Amy Barnes
The sun dries my paintings where Mama can’t see me. I’m supposed to be doing chores but instead I’m painting bedsheets with no-name cheese puff dust, with day-glo orange fingers because brushes cost money.
For once, it’s not our underwear hung there for the whole neighborhood to see and point and gawk at because we don’t have a dryer. I arch happy, golden arcs, not dull gray, overwashed, holey, not holy underwear splattered with the us of it all, not yellow-y, smokey bed sheets with cigarette eclipse burn holes.
I roll and hide the underwear from the basket, wearing my one extra pair. I roll bologna around cottage cheese, pretending it’s a sandwich.
I snap clothespins to the train sounds, hang painted sheets on the right side of the clothesline, right side of the track.

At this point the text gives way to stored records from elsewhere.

pub mod events;
pub mod query;
pub mod selection;
pub mod submission;

pub use crate::domain::model::{CartItem, Formation, PaginationState, QueryParams};
pub use crate::domain::ports::{ConfigProvider, CredentialSource, KeyValueStore};
pub use crate::utils::error::Result;
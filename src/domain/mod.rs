// Domain layer: core models and ports (interfaces) shared by adapters and the sync core.

pub mod model;
pub mod ports;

I’m proud to have made rich people laundry art that they’ll walk past, drive past like it’s a backyard museum.
They’ll wonder who the artist is, not who the underwear wearer is and I’ll stand behind it with only my shoes peeking out in case they want my signature, my head painted too, smelling like lye soap flapping dripping across my hair, warm sun hand wind brushing, moving my paintings closer to them like we know each other.
When they drive by in their white Cadillacs and white pants, I can almost smell the McDonalds on their breath. I can almost smell their white tablecloths and white underwear and white bed sheets, dryer sheet fresh.
Amy Cipolla Barnes writes short stories, flash fiction, CNF and essays that have been published at a wide range of sites and nominated for Best Microfiction, the Pushcart Prize, Best Small Fictions and longlisted for the Wigleaf50. She’s an associate editor at Fractured Lit, editor for Ruby Lit, co-editor at Gone Lawn and a reader for Narratively, CRAFT, Taco Bell Quarterly, and The MacGuffin. After a debut chapbook “Mother Figures” in June, 2021 by ELJ Editions, her full-length flash collection “Ambrotypes” was published by word west in March, 2022. You can find her on Twitter at @amygcb.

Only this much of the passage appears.